As everyone has probably heard at this point, yesterday the U.S. Congress approved trade agreements with Korea, Colombia and Panama. They will now be signed into law by President Obama.
I feel obligated to say something about this. But I'm not quite sure what to say.
The Senate voted 83-15 to approve the South Korea deal and the House 278-151. The Panama agreement cleared the Senate by a vote of 77-22 and the House 300-129.
The Colombia agreement, reflecting Democrats' concerns about labor conditions, garnered the least support but still was approved by margins of 66-33 in the Senate and 262-167 in the House.
In a sense, then, this is a ringing endorsement of free trade.
But of course, there's the question of whether this is really free trade. Under these agreements, the situation is that some countries get lower tariffs than other countries, which is discriminatory/preferential trade. Ideally, all of these bilateral tariff cuts would eventually be multilateralized. Will that ever happen? Until it does, it feels a bit like all those loopholes in the tax code.
And along the same lines, while it's nice (if you're a free trader) to see tariffs cut, what about protectionist measures that can only be dealt with multilaterally, like subsidies? Those issues tend to get ignored in bilateral agreements. And instead of those issues being dealt with, there's more and more focus on intellectual property, which certainly has an impact on trade but isn't, in my view, a "free trade" issue.
Also, the jobs commentary about these agremeents seemed odd to me. I've mentioned this before. I know that given the state of the economy jobs are a very important issue, but I'm not sure I buy any of the numbers being thrown out:
A study by the labor-backed Economic Policy Institute estimated the agreement will cost about 159,000 jobs over seven years. The White House says it will help create or maintain more than 70,000, while congressional Republicans see as many as 250,000 new jobs.
Is it really possible to measure these job numbers accurately? I'm with economist Don Boudreaux on this one:
Politicians have used jobs to sell these trade agreements from the get-go. And that drives economist Donald Boudreaux crazy. He teaches at George Mason University.
DONALD BOUDREAUX: Freer trade doesn't create jobs or reduce jobs.
Freer trade rearranges jobs, Boudreaux says. The U.S. beef industry could grow if South Koreans like our beef better than theirs. But if American carmakers can't compete with South Korean auto imports, then the U.S. may lose some jobs in that sector. Boudreaux says free trade is guaranteed to do one thing.
BOUDREAUX: It makes us richer in the long run, is what it does.
Finally, there's the question of the future of these agreements. In the U.S., it seems that all hopes are on the Trans Pacific Partnership (note the absence of "free trade" from the title). But does that agreement really have a chance? There are already more countries involved than with the bilateral deals that just passed, and if Japan joins the talks, things will get very complicated.
So, my apologies for being insufficiently excited by all of this, but I can't help thinking that policy-makers are focusing on the wrong things and overall progress with free trade is slowing.

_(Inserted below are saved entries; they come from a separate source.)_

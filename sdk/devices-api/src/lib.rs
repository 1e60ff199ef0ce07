//! Device Connect
//!
//! Device facing API for managing persistent device connections.
//!
//! One crate exposes everything an application needs: the operation client,
//! the shared configuration, the HTTP transport, the error taxonomy and the
//! models.
//!
//! ```ignore
//! let configuration = Arc::new(
//!     Configuration::builder()
//!         .with_device_token(jwt)
//!         .build()?,
//! );
//! let client = DevicesApiClient::new(configuration)?;
//! let stream = client.open_stream().await?;
//! ```

pub mod api_client;
pub mod apis;
pub mod blocking;
pub mod codec;
pub mod configuration;
pub mod error;
pub mod logging;
pub mod models;

#[cfg(test)]
mod tests;

pub use api_client::{ApiClient, ApiRequest, ApiResponse, CancelHandle, CancelSignal, RawResponse};
pub use apis::{ConnectParams, DeviceStream, DevicesApiClient};
pub use blocking::BlockingDevicesApiClient;
pub use codec::{Model, Nullable};
pub use configuration::{ApiKeyLocation, Configuration, ConfigurationBuilder, Credential};
pub use error::{ApiException, ErrorKind, OpenApiError, TransportFailure};
pub use models::Error as ErrorModel;

pub const VERSION: &str = env!("CARGO_PKG_VERSION");

pub const HOSTED_SERVER_URL: &str = "https://hosted.mender.io";
pub const API_BASE_PATH: &str = "/api/devices/v1/deviceconnect";
pub const DEFAULT_HOST: &str = const_format::concatcp!(HOSTED_SERVER_URL, API_BASE_PATH);
pub const DEFAULT_USER_AGENT: &str = const_format::concatcp!("OpenAPI-Generator/", VERSION, "/rust");

/// Security scheme of the device API: `Authorization: Bearer <device JWT>`.
pub const DEVICE_JWT_AUTH: &str = "DeviceJWT";
use crate::helpers::{DEVICE_TOKEN, api_path, configuration_for};

use devices_api::{Configuration, DevicesApiClient, ErrorKind};

use std::sync::Arc;
use std::time::Duration;

use futures_util::{SinkExt, StreamExt};
use serde_json::json;
use tokio::net::TcpListener;
use tokio::sync::oneshot;
use tokio_tungstenite::accept_hdr_async;
use tokio_tungstenite::tungstenite::Message;
use tokio_tungstenite::tungstenite::handshake::server::{ErrorResponse, Request, Response};
use wiremock::matchers::{method, path};
use wiremock::{Mock, MockServer, ResponseTemplate};

/// What the server saw during the upgrade.
struct SeenHandshake {
    path: String,
    authorization: Option<String>,
}

/// **VALUE**: Verifies `open_stream` upgrades against `/connect` with the device token and
/// yields a working stream.
///
/// **WHY THIS MATTERS**: This is the one operation a device agent actually needs; the
/// connection carries every remote terminal and file transfer session.
///
/// **BUG THIS CATCHES**: Would catch a wrong ws path, a missing Authorization header, or
/// the http->ws scheme mapping breaking.
#[tokio::test]
async fn given_websocket_server_when_stream_opened_then_upgrade_is_authenticated_and_usable() {
    // GIVEN: A websocket server that records the handshake and greets the device
    let listener = TcpListener::bind("127.0.0.1:0").await.unwrap();
    let address = listener.local_addr().unwrap();
    let (seen_tx, seen_rx) = oneshot::channel::<SeenHandshake>();

    tokio::spawn(async move {
        let (socket, _) = listener.accept().await.unwrap();
        let callback = move |request: &Request,
                             response: Response|
              -> Result<Response, ErrorResponse> {
            let authorization = request
                .headers()
                .get("authorization")
                .and_then(|value| value.to_str().ok())
                .map(str::to_string);
            let _ = seen_tx.send(SeenHandshake {
                path: request.uri().path().to_string(),
                authorization,
            });
            Ok(response)
        };
        let mut websocket = accept_hdr_async(socket, callback).await.unwrap();
        websocket.send(Message::text("hello-device")).await.unwrap();
    });

    let configuration = Configuration::builder()
        .with_host(format!("http://{address}/api/devices/v1/deviceconnect"))
        .with_device_token(DEVICE_TOKEN)
        .build()
        .unwrap();
    let client = DevicesApiClient::new(Arc::new(configuration)).unwrap();

    // WHEN: Opening the stream and reading the first frame
    let mut stream = client.open_stream().await.unwrap();
    let first = tokio::time::timeout(Duration::from_secs(5), stream.next())
        .await
        .unwrap()
        .unwrap()
        .unwrap();

    // THEN: Upgrade hit /connect with the token, and the stream carries messages
    let seen = seen_rx.await.unwrap();
    assert_eq!(seen.path, api_path("/connect"));
    assert_eq!(
        seen.authorization.as_deref(),
        Some(format!("Bearer {DEVICE_TOKEN}").as_str())
    );
    assert_eq!(first, Message::text("hello-device"));
}

/// **VALUE**: Verifies a refused upgrade surfaces as an API exception with the status.
///
/// **WHY THIS MATTERS**: An unaccepted device gets 401 on the upgrade; the agent must see
/// the same error shape as for any other rejected call.
///
/// **BUG THIS CATCHES**: Would catch handshake HTTP errors reported as transport errors.
#[tokio::test]
async fn given_server_rejects_upgrade_when_stream_opened_then_api_exception_has_status() {
    let server = MockServer::start().await;
    Mock::given(method("GET"))
        .and(path(api_path("/connect")))
        .respond_with(ResponseTemplate::new(401).set_body_json(json!({"error": "unauthorized"})))
        .mount(&server)
        .await;
    let client = DevicesApiClient::new(configuration_for(&server)).unwrap();

    let error = client.open_stream().await.unwrap_err();

    assert_eq!(error.kind(), ErrorKind::Api);
    assert_eq!(error.status().map(|status| status.as_u16()), Some(401));
}

#[tokio::test]
async fn given_unreachable_host_when_stream_opened_then_returns_transport_error() {
    let configuration = Configuration::builder()
        .with_host("http://127.0.0.1:1/api/devices/v1/deviceconnect")
        .with_timeout(Duration::from_secs(5))
        .build()
        .unwrap();
    let client = DevicesApiClient::new(Arc::new(configuration)).unwrap();

    let error = client.open_stream().await.unwrap_err();

    assert_eq!(error.kind(), ErrorKind::Transport);
}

ADDED: Larry Friedman has similar thoughts:
I feel as if I should have something insightful to say and that I should take a position on the economic impact these deals will have on the U.S. as a whole, on jobs in particular, and possibly on compliance professionals. The truth is, I am somewhat numb to trade deals.
... I also know that adding additional trade deals adds exponentially to the compliance difficulties. For this, I blame the WTO's inability to get a comprehensive trade deal done during the Uruguay Round. As it is, the NAFTA was used as a model for that agreement and for the TRIPS agreement that followed. But, without comprehensive (meaning global) trade liberalization, the U.S. and other countries have fallen into the somewhat random chaos of bilateral and multilateral regional deals and topic-specific agreements (e.g., the new anti-counterfeiting agreement).

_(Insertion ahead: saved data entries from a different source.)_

//! HTTP status code utilities for response classification.

/// HTTP status code as received on the wire.
///
/// Stored directly rather than parsed from error messages.
#[derive(Debug, Clone, Copy, PartialEq, Eq, Hash)]
pub struct HttpStatusCode(pub u16);

impl HttpStatusCode {
    /// 2xx, the only range the client decodes as a result.
    pub fn is_success(&self) -> bool {
        (200..300).contains(&self.0)
    }

    /// 4xx client errors.
    pub fn is_client_error(&self) -> bool {
        (400..500).contains(&self.0)
    }

    /// 5xx server errors.
    pub fn is_server_error(&self) -> bool {
        (500..600).contains(&self.0)
    }

    pub fn as_u16(&self) -> u16 {
        self.0
    }
}

impl From<u16> for HttpStatusCode {
    fn from(code: u16) -> Self {
        HttpStatusCode(code)
    }
}

impl PartialEq<u16> for HttpStatusCode {
    fn eq(&self, other: &u16) -> bool {
        self.0 == *other
    }
}

impl std::fmt::Display for HttpStatusCode {
    fn fmt(&self, f: &mut std::fmt::Formatter<'_>) -> std::fmt::Result {
        write!(f, "{}", self.0)
    }
}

The problem with the trade deals is that each one of them is intended to promote trade within their region. That means that the NAFTA is intended to encourage trade between the North American neighbors. As a result, NAFTA goods may not qualify for duty-free export to Australia because of excessive Canadian or Mexican content. Goods I can certify under the U.S.-Chile FTA may not qualify under the agreements with Singapore, Bahrain, or Morocco. And, the paper work and records for each are similar but distinct. If a company tries to qualify goods under both the U.S.-Central America-Dominican Republic Agreement and the NAFTA, it will likely need to gather two sets of origin certifications from suppliers because the rules of origin for the materials used to make the finished goods differ.
... In the long term, the best approach is to scrap these deals in favor of a global approach to trade that lets countries benefit from their comparative advantages while preventing the so-called race to the bottom. Of course, that is much easier said than done, which is exactly why we are now getting three new trade deals.